The challenge of healthcare provision to remote communities
Today’s Harambee blog takes us — in the company of Claire Hallinan and Jane Stanley — on a trip that shows the challenge of providing adequate health care to remote communities — but also the real difference it can make to people’s lives.
On Saturday the 8th of November we set off from Londiani early in the morning, stopping at a nearby monastery and the local hospital for a brief tour. We then began a trek that took us through the stunning Rift Valley.
We were struck by the immense beauty of the area — the lush green hills and maize fields, the homesteads dotted in the distance and an abundance of colourful flowers and trees. We were enthusiastically greeted by local families and gorgeous smiling children, many of whom had never seen mzungus (white people) before.
The stark contrast between the natural beauty of Katung and the poverty that these families endure was not lost on us. Nor was the remoteness of where we were and the difficulty these people have in accessing healthcare. The roads to this area are barely more than rocky paths, which turn to mudslides with the first shower, which are torrential — as we soon found out. Seeing this remoteness first hand brought home to us the value and importance of the Wilderness First Aid (WFA) course and of access to healthcare facilities and antenatal care. A woman in labour or an injured person would have to be carried by blanket or donkey and cart for hours to reach a health care facility. It’s hard to imagine.

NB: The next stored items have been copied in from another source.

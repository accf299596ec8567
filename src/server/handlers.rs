//! JSON API handlers for label preview, export, and compliance.

use axum::{
    Json,
    http::{StatusCode, header},
    response::IntoResponse,
};
use serde::Deserialize;
use std::collections::HashMap;

use crate::compliance;
use crate::error::EtiquetaError;
use crate::export::{self, ExportOptions};
use crate::label::LabelTemplate;
use crate::render::{RenderOptions, render_svg};

/// Body for POST /api/labels/preview.
#[derive(Debug, Deserialize)]
pub(crate) struct PreviewRequest {
    template: LabelTemplate,
    #[serde(default)]
    options: RenderOptions,
}

/// Body for POST /api/labels/export/{svg,pdf}.
#[derive(Debug, Deserialize)]
#[serde(rename_all = "camelCase")]
pub(crate) struct ExportRequest {
    template: LabelTemplate,
    #[serde(default)]
    variables: Option<HashMap<String, String>>,
    #[serde(default)]
    dpi: Option<f64>,
}

impl ExportRequest {
    fn options(&self) -> ExportOptions {
        let mut options = ExportOptions {
            variables: self.variables.clone(),
            ..Default::default()
        };
        if let Some(dpi) = self.dpi {
            options.dpi = dpi;
        }
        options
    }
}

/// Body for POST /api/labels/compliance.
#[derive(Debug, Deserialize)]
pub(crate) struct ComplianceRequest {
    template: LabelTemplate,
}

fn check_size(template: &LabelTemplate) -> Result<(), (StatusCode, String)> {
    if template.size.width_mm <= 0.0 || template.size.height_mm <= 0.0 {
        return Err((
            StatusCode::UNPROCESSABLE_ENTITY,
            format!(
                "label size must be positive, got {}x{}mm",
                template.size.width_mm, template.size.height_mm
            ),
        ));
    }
    Ok(())
}

/// Handle POST /api/labels/preview - design preview SVG, guides allowed.
pub(crate) async fn preview(
    Json(req): Json<PreviewRequest>,
) -> Result<impl IntoResponse, (StatusCode, String)> {
    check_size(&req.template)?;
    let svg = render_svg(&req.template, &req.options);
    Ok(([(header::CONTENT_TYPE, "image/svg+xml")], svg))
}

/// Handle POST /api/labels/export/svg - finalized production SVG.
pub(crate) async fn export_svg(
    Json(req): Json<ExportRequest>,
) -> Result<impl IntoResponse, (StatusCode, String)> {
    check_size(&req.template)?;
    let svg = export::export_svg(&req.template, &req.options());
    Ok(([(header::CONTENT_TYPE, "image/svg+xml")], svg))
}

/// Handle POST /api/labels/export/pdf - finalized PDF.
///
/// Conversion failures map to 500 with the conversion error message, kept
/// distinct from template errors (422) so clients can tell them apart.
pub(crate) async fn export_pdf(
    Json(req): Json<ExportRequest>,
) -> Result<impl IntoResponse, (StatusCode, String)> {
    check_size(&req.template)?;
    let pdf = export::export_pdf(&req.template, &req.options()).map_err(|e| match e {
        EtiquetaError::PdfConversion(msg) => {
            (StatusCode::INTERNAL_SERVER_ERROR, format!("PDF conversion failed: {msg}"))
        }
        other => (StatusCode::INTERNAL_SERVER_ERROR, other.to_string()),
    })?;
    Ok(([(header::CONTENT_TYPE, "application/pdf")], pdf))
}

/// Handle POST /api/labels/compliance - HK checklist report.
pub(crate) async fn compliance(
    Json(req): Json<ComplianceRequest>,
) -> Result<impl IntoResponse, (StatusCode, String)> {
    let report = compliance::validate_hk(&req.template);
    Ok(Json(report))
}

#[cfg(test)]
mod tests {
    use super::*;

    #[test]
    fn test_export_request_default_options() {
        let req: ExportRequest = serde_json::from_str(
            r#"{"template": {"size": {"widthMm": 100, "heightMm": 50}}}"#,
        )
        .unwrap();
        let options = req.options();
        assert_eq!(options.dpi, 96.0);
        assert!(options.variables.is_none());
    }

    #[test]
    fn test_export_request_custom_dpi_and_variables() {
        let req: ExportRequest = serde_json::from_str(
            r#"{"template": {"size": {"widthMm": 100, "heightMm": 50}},
                "variables": {"lot": "A42"}, "dpi": 300}"#,
        )
        .unwrap();
        let options = req.options();
        assert_eq!(options.dpi, 300.0);
        assert_eq!(options.variables.unwrap()["lot"], "A42");
    }

    #[test]
    fn test_preview_request_options_default() {
        let req: PreviewRequest = serde_json::from_str(
            r#"{"template": {"size": {"widthMm": 100, "heightMm": 50}}}"#,
        )
        .unwrap();
        assert!(!req.options.show_bleed);
        assert_eq!(req.options.dpi, 96.0);
    }
}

On Monday 10th of November another beautiful sunny day greeted us as we set off early with the local Public Health Officers to administer polio vaccines to children in the Chebowar and Lemotit districts. This involved walking from house to house and school to school, recording the numbers of children vaccinated and households visited. Our plans to visit each house individually to get a correct record of the children living there was soon abandoned as word spread of the mzungus giving out sweets! Masses of kids came from all directions and it became more of a social event with a lot of laughter — and a few tears from some of the younger children! Our visit to Lemotit primary school was one of the highlights; we couldn’t help but join in with the laughter of the hundred or so kids.
During Monday and Tuesday we could see the differences between communities with a current Community Health Unit and those with no unit. The homesteads in Chebowar where the unit has only just started training, had a few safe and clean pit latrines and hand washing facilities, as well as the smokeless stoves we had helped to install last week. We also met some new Community Health Workers (CHWs) who would be attending the next WFA course.
By contrast, the Lemotit community, where it is hoped a unit will be set up next year, had none of these facilities. We were distressed to see a number of small children and new-born babies who had their beds in the warm kitchens, which were full of smoke. Once again the urgent need for smokeless stoves and basic health education was apparent. It was encouraging therefore when a number of women from Lemotit told us that they were very much looking forward to taking part in the community unit and in receiving and passing on health education.